Agora a defesa dos ex-policiais busca a anulação das sentenças. De acordo com o advogado de Cristilder e Sérgio, João Carlos Campanini, os acusados são inocentes. “Eles não conheciam e nem tinham contato com os demais policiais. As provas testemunhais, periciais e documentais que contém fotos e vídeos comprovam que a versão da acusação é pura fantasia. A anulação em 2019 se deu após a demonstração da verdade baseada em todas as provas do processo, que só apontam para a inocência de ambos”, contesta.

O advogado ainda sustenta que Cristilder já foi absolvido no processo da chacina ocorrida em 8 de agosto. “Na grande chacina, a acusação afirma que Cristilder foi inserido na prova do crime por correlação balística entre a morte de uma vítima na pré-chacina e as mortes da grande chacina, pois a mesma arma teria sido usada nos dois crimes. Ocorre que em novembro do ano passado, Cristilder foi absolvido no júri popular por negativa de autoria, inclusive a pedido do próprio Ministério Público. Com essa absolvição, o efeito cascata aparece.
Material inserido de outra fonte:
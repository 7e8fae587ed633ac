// SPDX-License-Identifier: BUSL-1.1
// Copyright (c) 2026 Alfred Jean LLC

//! Fleet and per-service lifecycle commands.

use crate::client::DaemonClient;
use crate::output::{print_json, print_service_line, OutputFormat};
use anyhow::{bail, Result};
use flo_wire::{Request, Response};
use std::time::Duration;

/// Render a lifecycle outcome; an accepted-but-failed operation exits
/// non-zero with the orchestrator's message.
fn finish_lifecycle(response: Response, output: OutputFormat) -> Result<()> {
    match response {
        Response::Lifecycle { success, message } => {
            if output == OutputFormat::Json {
                return print_json(&serde_json::json!({
                    "success": success,
                    "message": message,
                }));
            }
            if success {
                println!("{message}");
                Ok(())
            } else {
                bail!("{message}");
            }
        }
        other => bail!("unexpected response: {other:?}"),
    }
}

pub async fn up(client: &DaemonClient, output: OutputFormat) -> Result<()> {
    finish_lifecycle(client.request(Request::StartAll).await?, output)
}

pub async fn down(client: &DaemonClient, force: bool, output: OutputFormat) -> Result<()> {
    finish_lifecycle(client.request(Request::StopAll { force }).await?, output)
}

pub async fn start(client: &DaemonClient, service: &str, output: OutputFormat) -> Result<()> {
    let request = Request::StartService {
        service: service.to_string(),
    };
    finish_lifecycle(client.request(request).await?, output)
}

pub async fn stop(
    client: &DaemonClient,
    service: &str,
    force: bool,
    output: OutputFormat,
) -> Result<()> {
    let request = Request::StopService {
        service: service.to_string(),
        force,
    };
    finish_lifecycle(client.request(request).await?, output)
}

pub async fn restart(client: &DaemonClient, service: &str, output: OutputFormat) -> Result<()> {
    let request = Request::RestartService {
        service: service.to_string(),
    };
    finish_lifecycle(client.request(request).await?, output)
}

pub async fn status(
    client: &DaemonClient,
    service: Option<&str>,
    output: OutputFormat,
) -> Result<()> {
    match service {
        Some(service) => {
            let response = client
                .request(Request::ServiceStatus {
                    service: service.to_string(),
                })
                .await?;
            let Response::Service { service } = response else {
                bail!("unexpected response: {response:?}");
            };
            match output {
                OutputFormat::Json => print_json(&service),
                OutputFormat::Text => {
                    print_service_line(&service);
                    Ok(())
                }
            }
        }
        None => {
            let response = client.request(Request::ListServices).await?;
            let Response::Services { services } = response else {
                bail!("unexpected response: {response:?}");
            };
            match output {
                OutputFormat::Json => print_json(&services),
                OutputFormat::Text => {
                    for snapshot in &services {
                        print_service_line(snapshot);
                    }
                    Ok(())
                }
            }
        }
    }
}

/// Follow lifecycle events until interrupted.
pub async fn watch(client: &DaemonClient) -> Result<()> {
    let mut stream = client.stream_status().await?;
    loop {
        let frame: Response =
            flo_wire::read_frame(&mut stream, Duration::from_secs(24 * 60 * 60)).await?;
        match frame {
            Response::Event { event } => println!("{event}"),
            other => bail!("unexpected frame: {other:?}"),
        }
    }
}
Se ele não matou na pré-chacina, pela mesma balística, é impossível ter matado na grande chacina”, alega.

Procurado pela Ponte, o Ministério Público do Estado de São Paulo (MP-SP) não respondeu aos questionamentos enviados até a publicação desta reportagem.

Foram mortos em Osasco Rodrigo Lima da Silva, Joseval Amaral Silva, Deivison Lopes Ferreira, Eduardo Bernardino Cesar, Antônio Neves Neto, Letícia Hildebrand da Silva, Adalberto Brito da Costa, Thiago Marcos Damas, Presley Santos Gonçalves, Igor Oliveira, Manuel dos Santos, Fernando Luiz de Paula, Eduardo Oliveira Santos, Wilker Thiago Corrêa Osório, Leandro Pereira Assunção, Rafael Nunes de Oliveira, Jailton Vieira da Silva, Tiago Teixeira de Souza e Jonas dos Santos Soares. Wilker Thiago Correa Osório, Jailton Vieira da Silva, e Joseval Amaral da Silva foram mortos em Barueri, e Michael do Amaral Ribeiro foi assassinado em Carapicuíba.